- Activity
Filter the records for lines holding the string "clone".
....
#[cfg(test)]
mod expense_store_tests {
    use std::sync::{Arc, Mutex};

    use rusqlite::Connection;
    use time::macros::date;

    use crate::{
        Error,
        auth::Session,
        db::initialize,
        models::{
            CategoryName, DatabaseId, ExpenseField, ExpenseFilter, MethodName, NewExpense, Role,
        },
        stores::{
            CategoryStore, ExpenseStore, PaymentMethodStore, UserStore,
            sqlite::{SqliteCategoryStore, SqlitePaymentMethodStore, SqliteUserStore},
        },
    };

    use super::SqliteExpenseStore;

    struct Fixture {
        store: SqliteExpenseStore,
        admin: Session,
        alice: Session,
        bob: Session,
        category_id: DatabaseId,
        method_id: DatabaseId,
    }

    fn get_fixture() -> Fixture {
        let connection = Connection::open_in_memory().unwrap();
        initialize(&connection).unwrap();
        let connection = Arc::new(Mutex::new(connection));

        let users = SqliteUserStore::with_cost(connection.clone(), 4);
        let admin_user = users.create_initial_admin("root", "hunter2").unwrap();
        let admin = Session::new(admin_user.id(), admin_user.role());

        let alice_user = users.create(&admin, "alice", "hunter2", Role::User).unwrap();
        let alice = Session::new(alice_user.id(), alice_user.role());

        let bob_user = users.create(&admin, "bob", "hunter2", Role::User).unwrap();
        let bob = Session::new(bob_user.id(), bob_user.role());

        let category_id = SqliteCategoryStore::new(connection.clone())
            .create(&admin, CategoryName::new_unchecked("Food"))
            .unwrap()
            .id;
        let method_id = SqlitePaymentMethodStore::new(connection.clone())
            .create(&admin, MethodName::new_unchecked("Card"))
            .unwrap()
            .id;

        Fixture {
            store: SqliteExpenseStore::new(connection),
            admin,
            alice,
            bob,
            category_id,
            method_id,
        }
    }

    fn new_expense(fixture: &Fixture, owner: &Session, amount: f64) -> NewExpense {
        NewExpense {
            user_id: owner.user_id(),
            category_id: fixture.category_id,
            method_id: fixture.method_id,
            amount,
            date: date!(2024 - 03 - 01),
            description: Some("lunch".to_owned()),
            tag: None,
        }
    }

    #[test]
    fn add_expense_succeeds() {
        let fixture = get_fixture();

        let expense = fixture
            .store
            .add(&fixture.alice, new_expense(&fixture, &fixture.alice, 12.5))
            .unwrap();

        assert!(expense.id > 0);
        assert_eq!(expense.user_id, fixture.alice.user_id());
        assert_eq!(expense.amount, 12.5);
        assert_eq!(expense.date, date!(2024 - 03 - 01));
        assert_eq!(expense.description.as_deref(), Some("lunch"));
        assert_eq!(expense.tag, None);
    }

    #[test]
    fn add_expense_fails_on_zero_amount() {
        let fixture = get_fixture();

        let result = fixture
            .store
            .add(&fixture.alice, new_expense(&fixture, &fixture.alice, 0.0));

        assert_eq!(result, Err(Error::InvalidAmount(0.0)));
        assert_eq!(
            fixture
                .store
                .list(&fixture.admin, &ExpenseFilter::default())
                .unwrap(),
            [],
            "no row should be persisted"
        );
    }

    #[test]
    fn add_expense_fails_on_negative_amount() {
        let fixture = get_fixture();

        let result = fixture
            .store
            .add(&fixture.alice, new_expense(&fixture, &fixture.alice, -5.0));

        assert_eq!(result, Err(Error::InvalidAmount(-5.0)));
    }

    #[test]
    fn add_expense_fails_on_unknown_category() {
        let fixture = get_fixture();

        let mut expense = new_expense(&fixture, &fixture.alice, 12.5);
        expense.category_id += 123;

        let result = fixture.store.add(&fixture.alice, expense);

        assert_eq!(result, Err(Error::ReferentialIntegrity));
    }

    #[test]
    fn add_expense_fails_on_unknown_payment_method() {
        let fixture = get_fixture();

        let mut expense = new_expense(&fixture, &fixture.alice, 12.5);
        expense.method_id += 123;

        let result = fixture.store.add(&fixture.alice, expense);

        assert_eq!(result, Err(Error::ReferentialIntegrity));
    }

    #[test]
    fn add_expense_for_someone_else_fails_for_non_admin() {
        let fixture = get_fixture();

        let result = fixture
            .store
            .add(&fixture.bob, new_expense(&fixture, &fixture.alice, 12.5));

        assert_eq!(result, Err(Error::PermissionDenied));
    }

    #[test]
    fn update_expense_succeeds_for_owner() {
        let fixture = get_fixture();
        let expense = fixture
            .store
            .add(&fixture.alice, new_expense(&fixture, &fixture.alice, 12.5))
            .unwrap();

        fixture
            .store
            .update(&fixture.alice, expense.id, ExpenseField::Amount, "99.99")
            .unwrap();

        assert_eq!(fixture.store.get(expense.id).unwrap().amount, 99.99);
    }

    #[test]
    fn update_expense_succeeds_for_admin() {
        let fixture = get_fixture();
        let expense = fixture
            .store
            .add(&fixture.alice, new_expense(&fixture, &fixture.alice, 12.5))
            .unwrap();

        fixture
            .store
            .update(&fixture.admin, expense.id, ExpenseField::Tag, "work")
            .unwrap();

        assert_eq!(
            fixture.store.get(expense.id).unwrap().tag.as_deref(),
            Some("work")
        );
    }

    #[test]
    fn update_expense_fails_for_non_owner() {
        let fixture = get_fixture();
        let expense = fixture
            .store
            .add(&fixture.alice, new_expense(&fixture, &fixture.alice, 12.5))
            .unwrap();

        let result = fixture
            .store
            .update(&fixture.bob, expense.id, ExpenseField::Amount, "1.0");

        assert_eq!(result, Err(Error::PermissionDenied));
        assert_eq!(fixture.store.get(expense.id).unwrap().amount, 12.5);
    }

    #[test]
    fn update_missing_expense_fails_with_not_found_for_admin() {
        let fixture = get_fixture();

        let result = fixture
            .store
            .update(&fixture.admin, 1337, ExpenseField::Amount, "1.0");

        assert_eq!(result, Err(Error::NotFound));
    }

    #[test]
    fn update_missing_expense_fails_with_permission_denied_for_non_admin() {
        // A non-owner cannot tell a missing row from someone else's row.
        let fixture = get_fixture();

        let result = fixture
            .store
            .update(&fixture.alice, 1337, ExpenseField::Amount, "1.0");

        assert_eq!(result, Err(Error::PermissionDenied));
    }

    #[test]
    fn update_expense_date_rejects_invalid_calendar_date() {
        let fixture = get_fixture();
        let expense = fixture
            .store
            .add(&fixture.alice, new_expense(&fixture, &fixture.alice, 12.5))
            .unwrap();

        let result =
            fixture
                .store
                .update(&fixture.alice, expense.id, ExpenseField::Date, "2024-13-01");

        assert!(matches!(result, Err(Error::InvalidValue(_))));
        assert_eq!(
            fixture.store.get(expense.id).unwrap().date,
            date!(2024 - 03 - 01),
            "the row should be unchanged"
        );
    }

    #[test]
    fn update_expense_amount_rejects_non_positive_value() {
        let fixture = get_fixture();
        let expense = fixture
            .store
            .add(&fixture.alice, new_expense(&fixture, &fixture.alice, 12.5))
            .unwrap();

        let result = fixture
            .store
            .update(&fixture.alice, expense.id, ExpenseField::Amount, "-3");

        assert_eq!(result, Err(Error::InvalidAmount(-3.0)));
        assert_eq!(fixture.store.get(expense.id).unwrap().amount, 12.5);
    }

    #[test]
    fn update_expense_amount_rejects_text() {
        let fixture = get_fixture();
        let expense = fixture
            .store
            .add(&fixture.alice, new_expense(&fixture, &fixture.alice, 12.5))
            .unwrap();

        let result = fixture
            .store
            .update(&fixture.alice, expense.id, ExpenseField::Amount, "a lot");

        assert!(matches!(result, Err(Error::InvalidValue(_))));
    }

    #[test]
    fn update_expense_category_rejects_unknown_id() {
        let fixture = get_fixture();
        let expense = fixture
            .store
            .add(&fixture.alice, new_expense(&fixture, &fixture.alice, 12.5))
            .unwrap();

        let result = fixture.store.update(
            &fixture.alice,
            expense.id,
            ExpenseField::CategoryId,
            "999",
        );

        assert_eq!(result, Err(Error::ReferentialIntegrity));
        assert_eq!(
            fixture.store.get(expense.id).unwrap().category_id,
            fixture.category_id
        );
    }

    #[test]
    fn delete_expense_succeeds_for_owner() {
        let fixture = get_fixture();
        let expense = fixture
            .store
            .add(&fixture.alice, new_expense(&fixture, &fixture.alice, 12.5))
            .unwrap();

        fixture.store.delete(&fixture.alice, expense.id).unwrap();

        assert_eq!(fixture.store.get(expense.id), Err(Error::NotFound));
    }

    #[test]
    fn delete_expense_fails_for_non_owner() {
        let fixture = get_fixture();
        let expense = fixture
            .store
            .add(&fixture.alice, new_expense(&fixture, &fixture.alice, 12.5))
            .unwrap();

        let result = fixture.store.delete(&fixture.bob, expense.id);

        assert_eq!(result, Err(Error::PermissionDenied));
        assert!(fixture.store.get(expense.id).is_ok());
    }

    #[test]
    fn delete_expense_succeeds_for_admin() {
        let fixture = get_fixture();
        let expense = fixture
            .store
            .add(&fixture.alice, new_expense(&fixture, &fixture.alice, 12.5))
            .unwrap();

        fixture.store.delete(&fixture.admin, expense.id).unwrap();

        assert_eq!(fixture.store.get(expense.id), Err(Error::NotFound));
    }

    #[test]
    fn delete_missing_expense_fails_with_not_found_for_admin() {
        let fixture = get_fixture();

        let result = fixture.store.delete(&fixture.admin, 1337);

        assert_eq!(result, Err(Error::NotFound));
    }

    #[test]
    fn list_scopes_non_admin_to_own_rows() {
        let fixture = get_fixture();
        fixture
            .store
            .add(&fixture.alice, new_expense(&fixture, &fixture.alice, 10.0))
            .unwrap();
        fixture
            .store
            .add(&fixture.bob, new_expense(&fixture, &fixture.bob, 20.0))
            .unwrap();

        let alice_rows = fixture
            .store
            .list(&fixture.alice, &ExpenseFilter::default())
            .unwrap();

        assert_eq!(alice_rows.len(), 1, "want 1 row, got {}", alice_rows.len());
        assert_eq!(alice_rows[0].user_id, fixture.alice.user_id());
    }

    #[test]
    fn list_returns_all_rows_for_admin() {
        let fixture = get_fixture();
        fixture
            .store
            .add(&fixture.alice, new_expense(&fixture, &fixture.alice, 10.0))
            .unwrap();
        fixture
            .store
            .add(&fixture.bob, new_expense(&fixture, &fixture.bob, 20.0))
            .unwrap();

        let rows = fixture
            .store
            .list(&fixture.admin, &ExpenseFilter::default())
            .unwrap();

        assert_eq!(rows.len(), 2, "want 2 rows, got {}", rows.len());
    }

    #[test]
    fn list_combines_filters_with_and() {
        let fixture = get_fixture();
        fixture
            .store
            .add(&fixture.alice, new_expense(&fixture, &fixture.alice, 10.0))
            .unwrap();
        fixture
            .store
            .add(&fixture.alice, new_expense(&fixture, &fixture.alice, 50.0))
            .unwrap();
        fixture
            .store
            .add(&fixture.alice, new_expense(&fixture, &fixture.alice, 90.0))
            .unwrap();

        let filter = ExpenseFilter {
            category: Some("Food".to_owned()),
            amount_min: Some(20.0),
            amount_max: Some(60.0),
            ..ExpenseFilter::default()
        };

        let rows = fixture.store.list(&fixture.alice, &filter).unwrap();

        assert_eq!(rows.len(), 1, "want 1 row, got {}", rows.len());
        assert_eq!(rows[0].amount, 50.0);
    }

    #[test]
    fn list_filter_on_unknown_category_matches_nothing() {
        let fixture = get_fixture();
        fixture
            .store
            .add(&fixture.alice, new_expense(&fixture, &fixture.alice, 10.0))
            .unwrap();

        let filter = ExpenseFilter {
            category: Some("Rocketry".to_owned()),
            ..ExpenseFilter::default()
        };

        assert_eq!(fixture.store.list(&fixture.alice, &filter).unwrap(), []);
    }

    #[test]
    fn dump_includes_all_users_rows() {
        let fixture = get_fixture();
        fixture
            .store
            .add(&fixture.alice, new_expense(&fixture, &fixture.alice, 10.0))
            .unwrap();
        fixture
            .store
            .add(&fixture.bob, new_expense(&fixture, &fixture.bob, 20.0))
            .unwrap();

        let rows = fixture.store.dump(None).unwrap();

        assert_eq!(rows.len(), 2, "want 2 rows, got {}", rows.len());
    }

    #[test]
    fn dump_sorts_by_the_requested_field() {
        let fixture = get_fixture();
        fixture
            .store
            .add(&fixture.alice, new_expense(&fixture, &fixture.alice, 90.0))
            .unwrap();
        fixture
            .store
            .add(&fixture.alice, new_expense(&fixture, &fixture.alice, 10.0))
            .unwrap();

        let rows = fixture
            .store
            .dump(Some(crate::models::SortField::Amount))
            .unwrap();

        assert_eq!(rows[0].amount, 10.0);
        assert_eq!(rows[1].amount, 90.0);
    }
}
....
- Worked solution
        let users = SqliteUserStore::with_cost(connection.clone(), 4);
        let category_id = SqliteCategoryStore::new(connection.clone())
        let method_id = SqlitePaymentMethodStore::new(connection.clone())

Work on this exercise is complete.